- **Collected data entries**
___

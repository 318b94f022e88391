//! Rekindle engine crate.
//!
//! This crate owns a GPU device and everything created from it across a
//! window's lifetime, and rebuilds all of it when the device is lost.

pub mod device;
pub mod gpu;
pub mod window;
pub mod time;
pub mod core;

pub mod logging;
#[cfg(test)]
mod tests {
    use super::*;
    use crate::device::sim::{ObjectKind, SimBackend, SimEvent, SimWindow};
    use crate::device::ApiError;

    #[derive(Default)]
    struct CountingScene {
        device_resources: u32,
        window_resources: u32,
        released: u32,
        draws: u32,
    }

    impl Scene<SimBackend> for CountingScene {
        fn create_device_resources(&mut self, _gpu: &GpuCtx<'_, SimBackend>) {
            self.device_resources += 1;
        }

        fn create_window_resources(&mut self, _gpu: &GpuCtx<'_, SimBackend>) {
            self.window_resources += 1;
        }

        fn release_device_resources(&mut self) {
            self.released += 1;
        }

        fn draw(&mut self, frame: &mut FrameCtx<'_, SimBackend>) {
            assert_eq!(frame.render_target.kind(), ObjectKind::RenderTargetView);
            self.draws += 1;
        }
    }

    fn running() -> (SimBackend, Lifecycle<SimBackend>, CountingScene) {
        let sim = SimBackend::new();
        let mut lifecycle = Lifecycle::new(sim.clone(), DeviceConfig::default());
        let mut scene = CountingScene::default();
        lifecycle
            .initialize(
                &mut scene,
                SimWindow::win32().target(),
                Extent::new(320, 240),
                Rotation::Identity,
            )
            .unwrap();
        (sim, lifecycle, scene)
    }

    fn stepped() -> StepTimer {
        let mut timer = StepTimer::new();
        timer.tick();
        timer
    }

    #[test]
    fn initialize_reaches_running_and_notifies_the_scene() {
        let (sim, lifecycle, scene) = running();

        assert_eq!(lifecycle.state(), LifecycleState::Running);
        assert_eq!(lifecycle.generation().map(Generation::get), Some(1));
        assert_eq!(scene.device_resources, 1);
        assert_eq!(scene.window_resources, 1);
        assert_eq!(sim.live(ObjectKind::RenderTargetView), 1);
        assert_eq!(sim.live(ObjectKind::DepthStencilView), 1);
    }

    #[test]
    fn initialize_twice_is_invalid() {
        let (_sim, mut lifecycle, mut scene) = running();
        let err = lifecycle
            .initialize(
                &mut scene,
                SimWindow::win32().target(),
                Extent::new(1, 1),
                Rotation::Identity,
            )
            .unwrap_err();
        assert!(matches!(
            err,
            DeviceError::InvalidState {
                op: "initialize",
                state: LifecycleState::Running
            }
        ));
    }

    #[test]
    fn render_before_initialize_is_invalid() {
        let sim = SimBackend::new();
        let mut lifecycle = Lifecycle::new(sim, DeviceConfig::default());
        let err = lifecycle
            .render(&mut CountingScene::default(), &stepped())
            .unwrap_err();
        assert!(matches!(err, DeviceError::InvalidState { op: "render", .. }));
    }

    #[test]
    fn resize_rebuilds_window_resources_only() {
        let (_sim, mut lifecycle, mut scene) = running();

        lifecycle
            .resize(&mut scene, Extent::new(640, 480), Rotation::Rotate90)
            .unwrap();
        lifecycle
            .resize(&mut scene, Extent::new(640, 480), Rotation::Rotate90)
            .unwrap();

        assert_eq!(scene.device_resources, 1);
        assert_eq!(scene.window_resources, 3);
        assert_eq!(lifecycle.rotation(), Rotation::Rotate90);
        assert_eq!(lifecycle.generation().map(Generation::get), Some(1));
    }

    #[test]
    fn render_draws_and_presents() {
        let (sim, mut lifecycle, mut scene) = running();
        let outcome = lifecycle.render(&mut scene, &stepped()).unwrap();

        assert_eq!(outcome, RenderOutcome::Presented);
        assert_eq!(scene.draws, 1);
        assert!(sim
            .events()
            .iter()
            .any(|e| matches!(e, SimEvent::Presented { .. })));
    }

    #[test]
    fn present_failure_that_is_not_a_loss_is_fatal() {
        let (sim, mut lifecycle, mut scene) = running();
        sim.fail_next_present(ApiError::other("invalid call"));

        let err = lifecycle.render(&mut scene, &stepped()).unwrap_err();

        assert!(!err.is_loss());
        assert_eq!(lifecycle.state(), LifecycleState::Uninitialized);
        assert_eq!(scene.released, 1);
        assert_eq!(sim.live_total(), 0);
    }

    #[test]
    fn fatal_resize_releases_the_generation() {
        let (sim, mut lifecycle, mut scene) = running();
        sim.fail_next_resize(ApiError::other("bad size"));

        let err = lifecycle
            .resize(&mut scene, Extent::new(100, 100), Rotation::Identity)
            .unwrap_err();

        assert!(matches!(
            err,
            DeviceError::TransientApiFailure { op: "resize_surface", .. }
        ));
        assert_eq!(lifecycle.state(), LifecycleState::Uninitialized);
        assert_eq!(lifecycle.generation(), None);
        assert_eq!(scene.released, 1);
        assert_eq!(sim.live_total(), 0);

        sim.clear_events();
        let err = lifecycle.render(&mut scene, &stepped()).unwrap_err();
        assert!(matches!(err, DeviceError::InvalidState { op: "render", .. }));
        assert_eq!(scene.draws, 0);
        assert!(sim.events().is_empty());
    }

    #[test]
    fn acquire_failure_that_is_not_a_loss_is_fatal() {
        let (sim, mut lifecycle, mut scene) = running();
        // Fails the re-acquire that follows the present.
        sim.fail_next_acquire(ApiError::other("swap chain broken"));

        let err = lifecycle.render(&mut scene, &stepped()).unwrap_err();

        assert!(matches!(
            err,
            DeviceError::TransientApiFailure { op: "acquire_back_buffer", .. }
        ));
        assert_eq!(lifecycle.state(), LifecycleState::Uninitialized);
        assert_eq!(sim.live_total(), 0);
    }

    #[test]
    fn failed_recovery_is_not_retried() {
        let (sim, mut lifecycle, mut scene) = running();
        sim.remove_device("hung");
        sim.fail_next_device_creation(ApiError::other("driver gone"));

        let err = lifecycle.render(&mut scene, &stepped()).unwrap_err();

        assert!(matches!(err, DeviceError::DeviceCreationFailed { .. }));
        assert_eq!(lifecycle.state(), LifecycleState::Uninitialized);
        assert_eq!(sim.live_total(), 0);
        assert_eq!(scene.released, 1);
    }

    #[test]
    fn suspend_flushes_without_changing_state() {
        let (sim, mut lifecycle, _scene) = running();
        sim.clear_events();

        lifecycle.suspend();

        assert_eq!(sim.events(), vec![SimEvent::Flushed]);
        assert_eq!(lifecycle.state(), LifecycleState::Running);
    }

    #[test]
    fn shutdown_releases_everything() {
        let (sim, mut lifecycle, mut scene) = running();
        lifecycle.shutdown(&mut scene);

        assert_eq!(scene.released, 1);
        assert_eq!(sim.live_total(), 0);
        assert_eq!(lifecycle.state(), LifecycleState::Uninitialized);
    }
}
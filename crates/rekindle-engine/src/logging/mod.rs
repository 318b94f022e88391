//! Logger setup for binaries.
//!
//! The engine itself only emits through `log`. Lifecycle transitions go out at
//! info and device losses at warn.

mod init;

pub use init::{init_logging, LoggingConfig};
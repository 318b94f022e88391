use bytemuck::{Pod, Zeroable};
use wgpu::util::DeviceExt;

use rekindle_engine::core::{FrameCtx, GpuCtx, Scene};
use rekindle_engine::device::Generation;
use rekindle_engine::gpu::WgpuBackend;
use rekindle_engine::time::StepTime;

#[repr(C)]
#[derive(Debug, Copy, Clone, Pod, Zeroable)]
struct Vertex {
    pos:   [f32; 3],
    color: [f32; 4],
}

impl Vertex {
    const ATTRS: [wgpu::VertexAttribute; 2] =
        wgpu::vertex_attr_array![0 => Float32x3, 1 => Float32x4];

    fn layout() -> wgpu::VertexBufferLayout<'static> {
        wgpu::VertexBufferLayout {
            array_stride: std::mem::size_of::<Vertex>() as u64,
            step_mode: wgpu::VertexStepMode::Vertex,
            attributes: &Self::ATTRS,
        }
    }
}

const VERTICES: [Vertex; 3] = [
    Vertex { pos: [ 0.0,  0.5, 0.5], color: [1.0, 0.0, 0.0, 1.0] },
    Vertex { pos: [ 0.5, -0.5, 0.5], color: [0.0, 1.0, 0.0, 1.0] },
    Vertex { pos: [-0.5, -0.5, 0.5], color: [0.0, 0.0, 1.0, 1.0] },
];

#[repr(C)]
#[derive(Debug, Copy, Clone, Pod, Zeroable)]
struct SpinUniform {
    angle:  f32,
    aspect: f32,
    _pad:   [f32; 2], // 16-byte alignment
}

/// Device objects of one generation.
struct DeviceObjects {
    generation: Generation,
    pipeline:   wgpu::RenderPipeline,
    vertices:   wgpu::Buffer,
    spin_ubo:   wgpu::Buffer,
    bind_group: wgpu::BindGroup,
}

/// A spinning RGB triangle.
#[derive(Default)]
pub struct TriangleScene {
    objects: Option<DeviceObjects>,
    angle:   f32,
    aspect:  f32,
}

impl TriangleScene {
    /// Radians per second.
    const SPEED: f32 = 0.8;
}

impl Scene<WgpuBackend> for TriangleScene {
    fn create_device_resources(&mut self, gpu: &GpuCtx<'_, WgpuBackend>) {
        let device = gpu.device.device();

        let shader = device.create_shader_module(wgpu::ShaderModuleDescriptor {
            label: Some("triangle shader"),
            source: wgpu::ShaderSource::Wgsl(include_str!("shaders/triangle.wgsl").into()),
        });

        let bind_group_layout = device.create_bind_group_layout(&wgpu::BindGroupLayoutDescriptor {
            label: Some("triangle bgl"),
            entries: &[wgpu::BindGroupLayoutEntry {
                binding: 0,
                visibility: wgpu::ShaderStages::VERTEX,
                ty: wgpu::BindingType::Buffer {
                    ty: wgpu::BufferBindingType::Uniform,
                    has_dynamic_offset: false,
                    min_binding_size: wgpu::BufferSize::new(
                        std::mem::size_of::<SpinUniform>() as u64,
                    ),
                },
                count: None,
            }],
        });

        let pipeline_layout = device.create_pipeline_layout(&wgpu::PipelineLayoutDescriptor {
            label: Some("triangle pipeline layout"),
            bind_group_layouts: &[&bind_group_layout],
            immediate_size: 0,
        });

        // Drawn without depth testing; the engine still clears the depth view.
        let pipeline = device.create_render_pipeline(&wgpu::RenderPipelineDescriptor {
            label: Some("triangle pipeline"),
            layout: Some(&pipeline_layout),
            vertex: wgpu::VertexState {
                module: &shader,
                entry_point: Some("vs_main"),
                compilation_options: Default::default(),
                buffers: &[Vertex::layout()],
            },
            fragment: Some(wgpu::FragmentState {
                module: &shader,
                entry_point: Some("fs_main"),
                compilation_options: Default::default(),
                targets: &[Some(wgpu::ColorTargetState {
                    format: gpu.surface.format(),
                    blend: Some(wgpu::BlendState::REPLACE),
                    write_mask: wgpu::ColorWrites::ALL,
                })],
            }),
            primitive: wgpu::PrimitiveState {
                topology: wgpu::PrimitiveTopology::TriangleList,
                strip_index_format: None,
                front_face: wgpu::FrontFace::Ccw,
                cull_mode: None,
                polygon_mode: wgpu::PolygonMode::Fill,
                unclipped_depth: false,
                conservative: false,
            },
            depth_stencil: None,
            multisample: wgpu::MultisampleState::default(),
            multiview_mask: None,
            cache: None,
        });

        let vertices = device.create_buffer_init(&wgpu::util::BufferInitDescriptor {
            label: Some("triangle vbo"),
            contents: bytemuck::cast_slice(&VERTICES),
            usage: wgpu::BufferUsages::VERTEX,
        });

        let spin_ubo = device.create_buffer(&wgpu::BufferDescriptor {
            label: Some("triangle spin ubo"),
            size: std::mem::size_of::<SpinUniform>() as u64,
            usage: wgpu::BufferUsages::UNIFORM | wgpu::BufferUsages::COPY_DST,
            mapped_at_creation: false,
        });

        let bind_group = device.create_bind_group(&wgpu::BindGroupDescriptor {
            label: Some("triangle bind group"),
            layout: &bind_group_layout,
            entries: &[wgpu::BindGroupEntry {
                binding: 0,
                resource: spin_ubo.as_entire_binding(),
            }],
        });

        log::info!(
            "triangle resources created for {} ({}, {:?})",
            gpu.generation,
            gpu.level,
            gpu.surface.format()
        );

        self.objects = Some(DeviceObjects {
            generation: gpu.generation,
            pipeline,
            vertices,
            spin_ubo,
            bind_group,
        });
    }

    fn create_window_resources(&mut self, gpu: &GpuCtx<'_, WgpuBackend>) {
        self.aspect = gpu.aspect_ratio();
    }

    fn release_device_resources(&mut self) {
        if let Some(objects) = self.objects.take() {
            log::debug!("triangle resources released for {}", objects.generation);
        }
    }

    fn update(&mut self, time: &StepTime) {
        self.angle = (self.angle + time.dt * Self::SPEED) % std::f32::consts::TAU;
    }

    fn draw(&mut self, frame: &mut FrameCtx<'_, WgpuBackend>) {
        let Some(objects) = self.objects.as_ref() else { return; };
        let device = frame.gpu.device.device();
        let queue = frame.gpu.context;

        let spin = SpinUniform {
            angle:  self.angle,
            aspect: self.aspect.max(f32::EPSILON),
            _pad:   [0.0; 2],
        };
        queue.write_buffer(&objects.spin_ubo, 0, bytemuck::bytes_of(&spin));

        let mut encoder = device.create_command_encoder(&wgpu::CommandEncoderDescriptor {
            label: Some("triangle encoder"),
        });

        // Pass is dropped before the encoder is finished.
        {
            let mut rpass = encoder.begin_render_pass(&wgpu::RenderPassDescriptor {
                label: Some("triangle pass"),
                color_attachments: &[Some(wgpu::RenderPassColorAttachment {
                    view: frame.render_target,
                    resolve_target: None,
                    ops: wgpu::Operations {
                        load: wgpu::LoadOp::Load,
                        store: wgpu::StoreOp::Store,
                    },
                    depth_slice: None,
                })],
                depth_stencil_attachment: None,
                timestamp_writes: None,
                occlusion_query_set: None,
                multiview_mask: None,
            });

            rpass.set_pipeline(&objects.pipeline);
            rpass.set_bind_group(0, &objects.bind_group, &[]);
            rpass.set_vertex_buffer(0, objects.vertices.slice(..));
            rpass.draw(0..VERTICES.len() as u32, 0..1);
        }

        queue.submit(std::iter::once(encoder.finish()));
    }
}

___

The word "util" appears in some lines above. Return every one of those lines.

- **RESULT OF THE EXERCISE**
use wgpu::util::DeviceExt;
        let vertices = device.create_buffer_init(&wgpu::util::BufferInitDescriptor {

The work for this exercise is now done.